▶ Task instructions: Restate the opening lines of the material below word for word, stopping after the line that contains "pub fn focus_first(&mut".

*** Block opens ***

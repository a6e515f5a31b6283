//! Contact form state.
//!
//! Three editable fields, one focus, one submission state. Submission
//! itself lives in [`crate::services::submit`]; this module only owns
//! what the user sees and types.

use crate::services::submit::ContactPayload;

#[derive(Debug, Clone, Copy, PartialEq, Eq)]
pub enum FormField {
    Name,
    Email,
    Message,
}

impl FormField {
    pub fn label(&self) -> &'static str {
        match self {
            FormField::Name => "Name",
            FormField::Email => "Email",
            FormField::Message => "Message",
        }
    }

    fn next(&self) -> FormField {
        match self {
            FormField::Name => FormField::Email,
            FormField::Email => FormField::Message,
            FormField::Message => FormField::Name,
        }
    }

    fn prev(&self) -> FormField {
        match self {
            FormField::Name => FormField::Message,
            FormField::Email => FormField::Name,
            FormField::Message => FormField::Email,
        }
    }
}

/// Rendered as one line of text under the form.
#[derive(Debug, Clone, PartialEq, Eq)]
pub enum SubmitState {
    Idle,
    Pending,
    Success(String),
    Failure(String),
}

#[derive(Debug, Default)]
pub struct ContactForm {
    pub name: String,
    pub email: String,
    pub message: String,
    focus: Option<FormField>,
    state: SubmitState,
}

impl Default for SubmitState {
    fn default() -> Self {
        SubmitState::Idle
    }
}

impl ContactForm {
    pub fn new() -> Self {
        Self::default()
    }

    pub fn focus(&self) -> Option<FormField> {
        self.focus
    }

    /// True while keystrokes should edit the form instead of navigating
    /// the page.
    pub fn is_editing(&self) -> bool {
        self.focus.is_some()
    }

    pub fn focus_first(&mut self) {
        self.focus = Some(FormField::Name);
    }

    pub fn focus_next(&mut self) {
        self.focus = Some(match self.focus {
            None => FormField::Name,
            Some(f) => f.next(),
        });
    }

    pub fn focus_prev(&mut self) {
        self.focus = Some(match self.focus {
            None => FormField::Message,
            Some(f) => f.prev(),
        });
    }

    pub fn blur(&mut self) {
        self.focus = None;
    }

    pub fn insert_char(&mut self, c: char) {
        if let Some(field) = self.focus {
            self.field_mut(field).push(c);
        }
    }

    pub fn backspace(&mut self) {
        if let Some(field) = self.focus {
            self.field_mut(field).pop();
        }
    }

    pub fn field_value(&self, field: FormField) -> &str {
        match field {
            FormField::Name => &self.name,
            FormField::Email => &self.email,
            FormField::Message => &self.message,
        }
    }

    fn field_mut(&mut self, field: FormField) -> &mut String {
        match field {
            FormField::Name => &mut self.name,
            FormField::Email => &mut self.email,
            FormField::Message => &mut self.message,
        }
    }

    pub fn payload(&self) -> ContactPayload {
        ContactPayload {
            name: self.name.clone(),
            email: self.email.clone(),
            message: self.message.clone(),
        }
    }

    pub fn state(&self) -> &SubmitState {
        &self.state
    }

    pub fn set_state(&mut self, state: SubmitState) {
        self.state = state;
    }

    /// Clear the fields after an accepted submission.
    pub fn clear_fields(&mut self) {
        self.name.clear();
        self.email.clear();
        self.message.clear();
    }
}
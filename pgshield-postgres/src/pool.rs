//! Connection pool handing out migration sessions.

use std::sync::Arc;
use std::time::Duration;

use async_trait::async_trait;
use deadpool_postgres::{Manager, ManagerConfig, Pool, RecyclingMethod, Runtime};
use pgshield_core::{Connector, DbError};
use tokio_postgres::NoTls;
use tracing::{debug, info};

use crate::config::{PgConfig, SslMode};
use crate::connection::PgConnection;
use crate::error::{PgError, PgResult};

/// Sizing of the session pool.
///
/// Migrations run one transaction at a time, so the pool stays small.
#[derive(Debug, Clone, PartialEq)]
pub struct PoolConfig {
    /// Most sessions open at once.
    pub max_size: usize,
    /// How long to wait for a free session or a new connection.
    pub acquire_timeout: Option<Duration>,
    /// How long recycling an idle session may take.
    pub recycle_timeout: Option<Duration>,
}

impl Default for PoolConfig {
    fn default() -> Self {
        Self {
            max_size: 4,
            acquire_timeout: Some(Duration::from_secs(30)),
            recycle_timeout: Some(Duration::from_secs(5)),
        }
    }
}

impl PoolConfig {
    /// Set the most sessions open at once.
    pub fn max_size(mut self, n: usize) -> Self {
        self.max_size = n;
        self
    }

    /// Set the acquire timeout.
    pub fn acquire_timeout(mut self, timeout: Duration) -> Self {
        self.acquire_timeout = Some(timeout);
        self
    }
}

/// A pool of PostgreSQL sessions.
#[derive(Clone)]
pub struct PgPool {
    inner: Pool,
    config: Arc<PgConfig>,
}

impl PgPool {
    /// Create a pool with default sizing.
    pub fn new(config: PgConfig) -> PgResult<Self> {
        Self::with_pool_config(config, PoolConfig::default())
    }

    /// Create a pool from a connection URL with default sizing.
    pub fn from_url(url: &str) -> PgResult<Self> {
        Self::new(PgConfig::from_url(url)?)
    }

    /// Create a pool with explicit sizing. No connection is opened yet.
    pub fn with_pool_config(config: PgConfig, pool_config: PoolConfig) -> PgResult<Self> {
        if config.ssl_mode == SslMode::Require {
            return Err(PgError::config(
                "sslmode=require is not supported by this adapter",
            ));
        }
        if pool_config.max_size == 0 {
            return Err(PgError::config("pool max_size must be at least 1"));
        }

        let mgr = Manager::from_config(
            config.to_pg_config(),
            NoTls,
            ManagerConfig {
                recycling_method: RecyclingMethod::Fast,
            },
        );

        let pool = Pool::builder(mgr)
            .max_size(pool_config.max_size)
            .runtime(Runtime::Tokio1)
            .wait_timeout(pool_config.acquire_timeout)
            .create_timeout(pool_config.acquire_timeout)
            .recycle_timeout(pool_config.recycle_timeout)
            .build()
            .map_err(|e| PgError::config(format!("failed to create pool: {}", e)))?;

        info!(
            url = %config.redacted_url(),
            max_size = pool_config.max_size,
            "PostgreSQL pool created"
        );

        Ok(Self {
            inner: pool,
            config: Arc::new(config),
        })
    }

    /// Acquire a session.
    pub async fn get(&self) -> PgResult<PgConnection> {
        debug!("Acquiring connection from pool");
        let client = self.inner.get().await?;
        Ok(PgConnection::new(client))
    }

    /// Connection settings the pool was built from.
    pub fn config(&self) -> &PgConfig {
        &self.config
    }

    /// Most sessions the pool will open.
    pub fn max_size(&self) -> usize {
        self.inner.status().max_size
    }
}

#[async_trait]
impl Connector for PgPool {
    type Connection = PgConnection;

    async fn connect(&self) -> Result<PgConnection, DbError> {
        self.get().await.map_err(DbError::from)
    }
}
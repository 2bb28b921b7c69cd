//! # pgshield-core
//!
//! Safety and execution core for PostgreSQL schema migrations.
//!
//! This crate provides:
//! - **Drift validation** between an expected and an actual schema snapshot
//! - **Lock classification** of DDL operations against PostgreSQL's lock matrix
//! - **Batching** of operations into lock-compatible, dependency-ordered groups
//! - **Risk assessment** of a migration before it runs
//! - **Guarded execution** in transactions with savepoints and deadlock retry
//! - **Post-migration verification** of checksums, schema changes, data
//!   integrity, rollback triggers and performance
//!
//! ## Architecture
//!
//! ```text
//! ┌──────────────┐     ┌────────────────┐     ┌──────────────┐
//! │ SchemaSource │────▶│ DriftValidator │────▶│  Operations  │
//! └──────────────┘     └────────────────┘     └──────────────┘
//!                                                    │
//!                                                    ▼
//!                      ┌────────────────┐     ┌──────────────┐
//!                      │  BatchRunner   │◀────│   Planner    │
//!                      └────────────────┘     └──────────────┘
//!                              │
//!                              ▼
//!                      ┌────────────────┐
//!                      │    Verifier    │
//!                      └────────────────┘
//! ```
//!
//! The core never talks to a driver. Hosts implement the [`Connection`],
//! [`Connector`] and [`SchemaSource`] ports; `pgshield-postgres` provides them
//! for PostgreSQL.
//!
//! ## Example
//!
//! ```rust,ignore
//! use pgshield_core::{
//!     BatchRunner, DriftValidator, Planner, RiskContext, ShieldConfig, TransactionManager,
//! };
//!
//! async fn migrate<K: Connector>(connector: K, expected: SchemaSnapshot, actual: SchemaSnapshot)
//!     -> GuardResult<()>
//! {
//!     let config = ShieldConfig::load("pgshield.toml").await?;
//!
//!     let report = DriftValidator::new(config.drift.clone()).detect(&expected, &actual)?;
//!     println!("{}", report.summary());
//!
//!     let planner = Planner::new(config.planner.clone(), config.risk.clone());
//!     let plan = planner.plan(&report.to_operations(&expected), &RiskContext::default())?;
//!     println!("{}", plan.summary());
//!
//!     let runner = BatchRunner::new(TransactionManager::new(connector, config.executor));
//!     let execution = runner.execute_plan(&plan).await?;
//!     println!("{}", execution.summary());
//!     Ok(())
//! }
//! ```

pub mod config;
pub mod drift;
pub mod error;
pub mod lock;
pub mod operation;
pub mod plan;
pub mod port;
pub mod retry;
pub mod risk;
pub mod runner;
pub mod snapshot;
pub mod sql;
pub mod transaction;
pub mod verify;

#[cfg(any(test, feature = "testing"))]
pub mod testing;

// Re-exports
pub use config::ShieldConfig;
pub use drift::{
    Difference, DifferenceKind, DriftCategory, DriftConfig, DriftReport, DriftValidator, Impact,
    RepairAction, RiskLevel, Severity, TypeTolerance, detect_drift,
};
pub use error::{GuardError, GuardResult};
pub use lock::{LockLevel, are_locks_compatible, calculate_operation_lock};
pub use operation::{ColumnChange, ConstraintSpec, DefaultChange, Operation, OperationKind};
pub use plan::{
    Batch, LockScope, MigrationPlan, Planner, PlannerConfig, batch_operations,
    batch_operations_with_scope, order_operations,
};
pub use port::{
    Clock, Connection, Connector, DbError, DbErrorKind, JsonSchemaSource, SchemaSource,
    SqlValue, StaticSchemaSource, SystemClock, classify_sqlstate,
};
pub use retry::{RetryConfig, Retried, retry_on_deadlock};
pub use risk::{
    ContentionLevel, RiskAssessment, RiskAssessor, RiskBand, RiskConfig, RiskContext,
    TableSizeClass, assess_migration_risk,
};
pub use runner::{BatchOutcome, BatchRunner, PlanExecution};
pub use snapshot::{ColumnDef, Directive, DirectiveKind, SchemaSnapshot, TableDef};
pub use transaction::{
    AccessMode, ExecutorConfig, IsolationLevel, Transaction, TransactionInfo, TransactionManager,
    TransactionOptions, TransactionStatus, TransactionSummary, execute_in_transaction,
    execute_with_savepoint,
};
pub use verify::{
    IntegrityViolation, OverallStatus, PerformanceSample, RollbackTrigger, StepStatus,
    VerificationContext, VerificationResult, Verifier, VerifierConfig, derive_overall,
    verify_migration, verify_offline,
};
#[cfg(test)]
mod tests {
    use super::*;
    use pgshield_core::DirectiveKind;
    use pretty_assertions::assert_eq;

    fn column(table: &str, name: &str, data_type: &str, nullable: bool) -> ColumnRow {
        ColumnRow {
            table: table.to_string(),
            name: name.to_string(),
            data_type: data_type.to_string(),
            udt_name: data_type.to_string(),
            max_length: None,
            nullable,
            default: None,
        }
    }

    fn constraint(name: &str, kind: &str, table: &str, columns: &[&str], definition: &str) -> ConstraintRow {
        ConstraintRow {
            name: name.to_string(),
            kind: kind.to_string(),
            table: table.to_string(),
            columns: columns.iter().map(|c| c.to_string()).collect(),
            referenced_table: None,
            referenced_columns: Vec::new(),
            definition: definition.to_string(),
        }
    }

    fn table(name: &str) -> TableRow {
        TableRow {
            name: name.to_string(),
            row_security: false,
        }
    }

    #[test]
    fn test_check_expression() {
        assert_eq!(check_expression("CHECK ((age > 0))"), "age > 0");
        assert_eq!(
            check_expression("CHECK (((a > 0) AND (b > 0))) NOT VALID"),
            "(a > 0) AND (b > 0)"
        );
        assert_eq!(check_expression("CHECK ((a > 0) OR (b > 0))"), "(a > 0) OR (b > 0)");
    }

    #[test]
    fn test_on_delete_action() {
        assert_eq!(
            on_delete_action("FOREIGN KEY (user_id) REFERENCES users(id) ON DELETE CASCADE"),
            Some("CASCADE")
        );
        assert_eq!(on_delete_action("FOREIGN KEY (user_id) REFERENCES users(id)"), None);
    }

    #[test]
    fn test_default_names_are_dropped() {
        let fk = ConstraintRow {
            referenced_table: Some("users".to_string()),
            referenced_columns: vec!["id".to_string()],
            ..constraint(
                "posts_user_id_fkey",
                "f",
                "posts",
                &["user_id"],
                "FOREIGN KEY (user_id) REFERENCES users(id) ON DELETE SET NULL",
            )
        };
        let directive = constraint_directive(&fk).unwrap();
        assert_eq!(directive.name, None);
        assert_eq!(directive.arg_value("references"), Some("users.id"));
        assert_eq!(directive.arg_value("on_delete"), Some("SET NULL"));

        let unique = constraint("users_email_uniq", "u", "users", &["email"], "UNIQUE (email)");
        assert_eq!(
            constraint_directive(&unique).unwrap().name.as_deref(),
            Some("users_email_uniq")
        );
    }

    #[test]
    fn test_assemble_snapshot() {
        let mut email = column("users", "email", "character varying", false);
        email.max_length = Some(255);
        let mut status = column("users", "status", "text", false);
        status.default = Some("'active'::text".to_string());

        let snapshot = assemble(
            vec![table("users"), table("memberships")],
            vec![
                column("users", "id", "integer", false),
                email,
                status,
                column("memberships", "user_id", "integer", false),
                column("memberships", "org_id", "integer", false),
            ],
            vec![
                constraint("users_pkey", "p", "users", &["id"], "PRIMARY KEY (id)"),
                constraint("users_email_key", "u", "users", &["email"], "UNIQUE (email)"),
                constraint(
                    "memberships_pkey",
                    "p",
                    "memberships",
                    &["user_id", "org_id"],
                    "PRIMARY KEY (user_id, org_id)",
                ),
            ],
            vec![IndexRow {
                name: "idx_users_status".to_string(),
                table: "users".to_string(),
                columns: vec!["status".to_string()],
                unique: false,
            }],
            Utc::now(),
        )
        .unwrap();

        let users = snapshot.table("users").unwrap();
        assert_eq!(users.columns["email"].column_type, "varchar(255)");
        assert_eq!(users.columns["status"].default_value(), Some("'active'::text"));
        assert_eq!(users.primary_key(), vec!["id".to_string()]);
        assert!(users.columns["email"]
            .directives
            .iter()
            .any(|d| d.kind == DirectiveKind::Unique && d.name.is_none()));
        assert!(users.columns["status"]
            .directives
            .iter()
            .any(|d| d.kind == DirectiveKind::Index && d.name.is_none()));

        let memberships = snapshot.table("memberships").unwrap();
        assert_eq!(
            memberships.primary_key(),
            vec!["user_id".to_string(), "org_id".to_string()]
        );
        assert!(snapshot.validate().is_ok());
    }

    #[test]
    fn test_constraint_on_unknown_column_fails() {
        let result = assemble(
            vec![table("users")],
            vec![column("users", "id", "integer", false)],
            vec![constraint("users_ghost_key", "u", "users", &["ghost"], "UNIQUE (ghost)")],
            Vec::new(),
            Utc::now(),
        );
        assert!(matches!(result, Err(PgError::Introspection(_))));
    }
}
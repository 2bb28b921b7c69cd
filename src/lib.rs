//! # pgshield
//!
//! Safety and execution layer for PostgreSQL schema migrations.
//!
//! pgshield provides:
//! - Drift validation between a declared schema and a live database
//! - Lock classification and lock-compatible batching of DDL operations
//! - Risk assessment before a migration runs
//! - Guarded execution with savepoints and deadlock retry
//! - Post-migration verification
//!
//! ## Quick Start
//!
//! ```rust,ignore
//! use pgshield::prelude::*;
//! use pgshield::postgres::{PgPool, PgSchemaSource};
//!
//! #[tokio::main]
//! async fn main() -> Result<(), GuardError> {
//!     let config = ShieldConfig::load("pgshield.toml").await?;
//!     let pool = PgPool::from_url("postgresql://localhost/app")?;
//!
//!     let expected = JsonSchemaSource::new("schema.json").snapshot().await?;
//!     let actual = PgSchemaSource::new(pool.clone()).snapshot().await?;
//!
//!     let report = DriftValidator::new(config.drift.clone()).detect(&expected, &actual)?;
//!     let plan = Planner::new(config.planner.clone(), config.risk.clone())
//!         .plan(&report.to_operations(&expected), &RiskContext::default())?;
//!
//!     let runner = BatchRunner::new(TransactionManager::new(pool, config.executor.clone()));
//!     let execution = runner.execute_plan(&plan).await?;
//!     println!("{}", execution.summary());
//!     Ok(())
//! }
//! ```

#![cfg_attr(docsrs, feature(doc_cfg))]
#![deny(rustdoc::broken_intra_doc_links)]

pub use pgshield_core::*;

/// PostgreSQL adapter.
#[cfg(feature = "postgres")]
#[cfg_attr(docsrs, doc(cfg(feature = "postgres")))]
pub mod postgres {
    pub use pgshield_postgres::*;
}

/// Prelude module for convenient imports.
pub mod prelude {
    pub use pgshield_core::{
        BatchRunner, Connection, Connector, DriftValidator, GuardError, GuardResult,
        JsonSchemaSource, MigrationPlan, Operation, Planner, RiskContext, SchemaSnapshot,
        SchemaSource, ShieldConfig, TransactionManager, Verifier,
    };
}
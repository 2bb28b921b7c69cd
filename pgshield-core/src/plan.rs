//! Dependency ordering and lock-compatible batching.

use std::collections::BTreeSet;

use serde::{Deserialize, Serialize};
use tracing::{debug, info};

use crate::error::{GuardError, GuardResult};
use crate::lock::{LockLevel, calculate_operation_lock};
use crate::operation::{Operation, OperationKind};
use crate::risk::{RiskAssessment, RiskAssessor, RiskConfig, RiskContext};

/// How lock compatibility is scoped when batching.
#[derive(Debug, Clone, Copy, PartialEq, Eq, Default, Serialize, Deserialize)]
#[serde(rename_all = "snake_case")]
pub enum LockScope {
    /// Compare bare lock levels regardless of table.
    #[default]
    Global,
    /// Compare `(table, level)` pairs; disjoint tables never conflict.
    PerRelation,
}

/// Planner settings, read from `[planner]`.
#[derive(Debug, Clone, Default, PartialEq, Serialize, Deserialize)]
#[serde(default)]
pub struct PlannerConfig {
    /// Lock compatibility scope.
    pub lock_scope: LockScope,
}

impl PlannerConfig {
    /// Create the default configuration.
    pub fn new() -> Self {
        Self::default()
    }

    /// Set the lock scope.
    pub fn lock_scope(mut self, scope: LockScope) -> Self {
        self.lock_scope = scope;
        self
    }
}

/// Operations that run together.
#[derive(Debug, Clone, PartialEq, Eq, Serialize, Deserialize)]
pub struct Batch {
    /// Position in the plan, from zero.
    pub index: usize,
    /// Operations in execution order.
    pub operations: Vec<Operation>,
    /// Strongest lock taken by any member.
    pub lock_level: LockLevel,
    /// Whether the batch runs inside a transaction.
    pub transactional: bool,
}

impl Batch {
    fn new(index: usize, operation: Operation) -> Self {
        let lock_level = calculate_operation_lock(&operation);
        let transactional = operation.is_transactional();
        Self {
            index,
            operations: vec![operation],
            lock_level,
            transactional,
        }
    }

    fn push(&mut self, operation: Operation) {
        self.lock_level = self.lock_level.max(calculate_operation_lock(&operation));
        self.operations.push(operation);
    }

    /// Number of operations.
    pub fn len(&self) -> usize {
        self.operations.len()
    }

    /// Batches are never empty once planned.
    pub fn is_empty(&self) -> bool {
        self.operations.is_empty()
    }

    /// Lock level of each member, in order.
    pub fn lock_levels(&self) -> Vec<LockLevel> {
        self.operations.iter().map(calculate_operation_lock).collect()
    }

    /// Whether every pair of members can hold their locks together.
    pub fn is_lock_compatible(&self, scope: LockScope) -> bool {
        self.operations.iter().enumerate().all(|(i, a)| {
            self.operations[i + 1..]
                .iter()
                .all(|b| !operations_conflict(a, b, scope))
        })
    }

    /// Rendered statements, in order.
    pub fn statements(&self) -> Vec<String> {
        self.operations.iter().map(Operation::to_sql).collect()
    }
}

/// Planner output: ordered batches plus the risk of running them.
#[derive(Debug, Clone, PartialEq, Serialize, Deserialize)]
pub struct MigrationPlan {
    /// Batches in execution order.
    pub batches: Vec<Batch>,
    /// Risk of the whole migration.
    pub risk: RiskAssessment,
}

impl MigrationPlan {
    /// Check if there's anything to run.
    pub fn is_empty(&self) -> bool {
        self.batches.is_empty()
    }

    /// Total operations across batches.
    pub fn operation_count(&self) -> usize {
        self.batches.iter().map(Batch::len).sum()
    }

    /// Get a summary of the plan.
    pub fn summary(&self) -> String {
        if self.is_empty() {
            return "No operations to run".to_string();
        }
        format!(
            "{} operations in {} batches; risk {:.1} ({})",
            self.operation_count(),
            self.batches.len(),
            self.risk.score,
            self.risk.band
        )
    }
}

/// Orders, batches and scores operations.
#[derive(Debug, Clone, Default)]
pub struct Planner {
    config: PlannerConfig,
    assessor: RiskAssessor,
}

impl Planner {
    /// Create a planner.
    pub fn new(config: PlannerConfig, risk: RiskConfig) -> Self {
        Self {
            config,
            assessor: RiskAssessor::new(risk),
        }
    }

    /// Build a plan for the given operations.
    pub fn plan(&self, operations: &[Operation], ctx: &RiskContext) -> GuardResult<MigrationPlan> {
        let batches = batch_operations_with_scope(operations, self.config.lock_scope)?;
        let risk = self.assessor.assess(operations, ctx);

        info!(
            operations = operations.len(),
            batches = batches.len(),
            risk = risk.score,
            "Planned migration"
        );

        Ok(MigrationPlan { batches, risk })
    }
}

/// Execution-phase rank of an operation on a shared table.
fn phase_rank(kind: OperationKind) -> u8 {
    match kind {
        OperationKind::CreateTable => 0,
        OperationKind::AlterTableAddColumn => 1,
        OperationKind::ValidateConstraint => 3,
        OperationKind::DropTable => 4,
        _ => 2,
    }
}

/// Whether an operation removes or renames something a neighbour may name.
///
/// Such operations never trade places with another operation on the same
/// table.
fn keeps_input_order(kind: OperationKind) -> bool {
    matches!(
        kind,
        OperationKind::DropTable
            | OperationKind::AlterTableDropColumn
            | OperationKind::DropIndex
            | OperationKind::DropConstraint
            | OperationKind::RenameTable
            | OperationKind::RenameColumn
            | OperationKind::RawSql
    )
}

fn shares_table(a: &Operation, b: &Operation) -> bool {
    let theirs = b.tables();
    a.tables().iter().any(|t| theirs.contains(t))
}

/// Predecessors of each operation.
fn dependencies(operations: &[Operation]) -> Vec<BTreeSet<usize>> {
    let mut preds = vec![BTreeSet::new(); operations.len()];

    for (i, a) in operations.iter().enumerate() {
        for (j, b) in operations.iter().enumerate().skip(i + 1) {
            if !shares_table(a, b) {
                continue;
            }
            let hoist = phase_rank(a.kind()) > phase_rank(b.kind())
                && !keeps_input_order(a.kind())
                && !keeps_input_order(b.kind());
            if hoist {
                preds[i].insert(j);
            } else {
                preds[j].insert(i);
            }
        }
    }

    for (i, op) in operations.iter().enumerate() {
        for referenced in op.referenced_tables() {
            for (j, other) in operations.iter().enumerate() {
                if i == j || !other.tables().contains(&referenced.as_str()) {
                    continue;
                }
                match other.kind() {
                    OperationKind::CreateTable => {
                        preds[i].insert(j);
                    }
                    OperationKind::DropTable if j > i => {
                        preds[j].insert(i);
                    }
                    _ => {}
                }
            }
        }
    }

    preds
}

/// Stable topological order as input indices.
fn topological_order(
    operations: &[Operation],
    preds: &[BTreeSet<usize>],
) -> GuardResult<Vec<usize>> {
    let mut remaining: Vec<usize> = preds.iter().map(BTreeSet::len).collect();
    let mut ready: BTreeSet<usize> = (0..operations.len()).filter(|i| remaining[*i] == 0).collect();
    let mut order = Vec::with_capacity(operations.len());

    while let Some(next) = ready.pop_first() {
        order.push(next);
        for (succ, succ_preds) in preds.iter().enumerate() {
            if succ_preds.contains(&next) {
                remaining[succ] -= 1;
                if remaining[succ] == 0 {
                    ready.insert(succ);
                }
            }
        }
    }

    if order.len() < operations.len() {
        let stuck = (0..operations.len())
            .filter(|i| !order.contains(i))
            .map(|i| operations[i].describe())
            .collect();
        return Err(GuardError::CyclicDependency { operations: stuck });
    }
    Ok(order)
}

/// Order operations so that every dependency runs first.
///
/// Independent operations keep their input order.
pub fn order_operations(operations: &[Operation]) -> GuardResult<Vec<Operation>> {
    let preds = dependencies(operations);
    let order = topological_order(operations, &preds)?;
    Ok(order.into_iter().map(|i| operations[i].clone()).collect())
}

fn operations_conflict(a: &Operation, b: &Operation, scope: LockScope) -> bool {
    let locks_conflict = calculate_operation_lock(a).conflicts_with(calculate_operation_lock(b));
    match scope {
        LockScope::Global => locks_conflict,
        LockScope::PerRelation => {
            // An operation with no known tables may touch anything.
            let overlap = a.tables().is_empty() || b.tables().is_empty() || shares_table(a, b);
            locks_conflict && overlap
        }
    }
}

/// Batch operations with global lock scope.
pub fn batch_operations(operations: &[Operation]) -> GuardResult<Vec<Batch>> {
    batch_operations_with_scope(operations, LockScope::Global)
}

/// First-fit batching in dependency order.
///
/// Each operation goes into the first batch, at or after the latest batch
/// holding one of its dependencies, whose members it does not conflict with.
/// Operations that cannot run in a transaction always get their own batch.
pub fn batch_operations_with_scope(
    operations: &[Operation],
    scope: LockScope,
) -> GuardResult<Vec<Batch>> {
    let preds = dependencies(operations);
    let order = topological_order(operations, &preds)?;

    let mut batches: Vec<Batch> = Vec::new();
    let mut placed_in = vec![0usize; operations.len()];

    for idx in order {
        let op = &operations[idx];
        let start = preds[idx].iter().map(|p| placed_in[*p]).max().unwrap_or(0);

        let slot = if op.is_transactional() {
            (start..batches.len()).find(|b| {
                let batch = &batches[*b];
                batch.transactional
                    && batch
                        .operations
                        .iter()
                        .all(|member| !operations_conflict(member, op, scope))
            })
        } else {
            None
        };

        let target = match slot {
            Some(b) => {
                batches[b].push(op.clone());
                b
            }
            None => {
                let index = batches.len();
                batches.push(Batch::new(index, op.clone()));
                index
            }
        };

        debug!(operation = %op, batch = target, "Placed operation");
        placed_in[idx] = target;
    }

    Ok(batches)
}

*** Block closes ***

▶ Expected output:
repository a6e515f5a31b6283
//! Contact form state.
//!
//! Three editable fields, one focus, one submission state. Submission
//! itself lives in [`crate::services::submit`]; this module only owns
//! what the user sees and types.

use crate::services::submit::ContactPayload;

#[derive(Debug, Clone, Copy, PartialEq, Eq)]
pub enum FormField {
    Name,
    Email,
    Message,
}

impl FormField {
    pub fn label(&self) -> &'static str {
        match self {
            FormField::Name => "Name",
            FormField::Email => "Email",
            FormField::Message => "Message",
        }
    }

    fn next(&self) -> FormField {
        match self {
            FormField::Name => FormField::Email,
            FormField::Email => FormField::Message,
            FormField::Message => FormField::Name,
        }
    }

    fn prev(&self) -> FormField {
        match self {
            FormField::Name => FormField::Message,
            FormField::Email => FormField::Name,
            FormField::Message => FormField::Email,
        }
    }
}

/// Rendered as one line of text under the form.
#[derive(Debug, Clone, PartialEq, Eq)]
pub enum SubmitState {
    Idle,
    Pending,
    Success(String),
    Failure(String),
}

#[derive(Debug, Default)]
pub struct ContactForm {
    pub name: String,
    pub email: String,
    pub message: String,
    focus: Option<FormField>,
    state: SubmitState,
}

impl Default for SubmitState {
    fn default() -> Self {
        SubmitState::Idle
    }
}

impl ContactForm {
    pub fn new() -> Self {
        Self::default()
    }

    pub fn focus(&self) -> Option<FormField> {
        self.focus
    }

    /// True while keystrokes should edit the form instead of navigating
    /// the page.
    pub fn is_editing(&self) -> bool {
        self.focus.is_some()
    }

    pub fn focus_first(&mut self) {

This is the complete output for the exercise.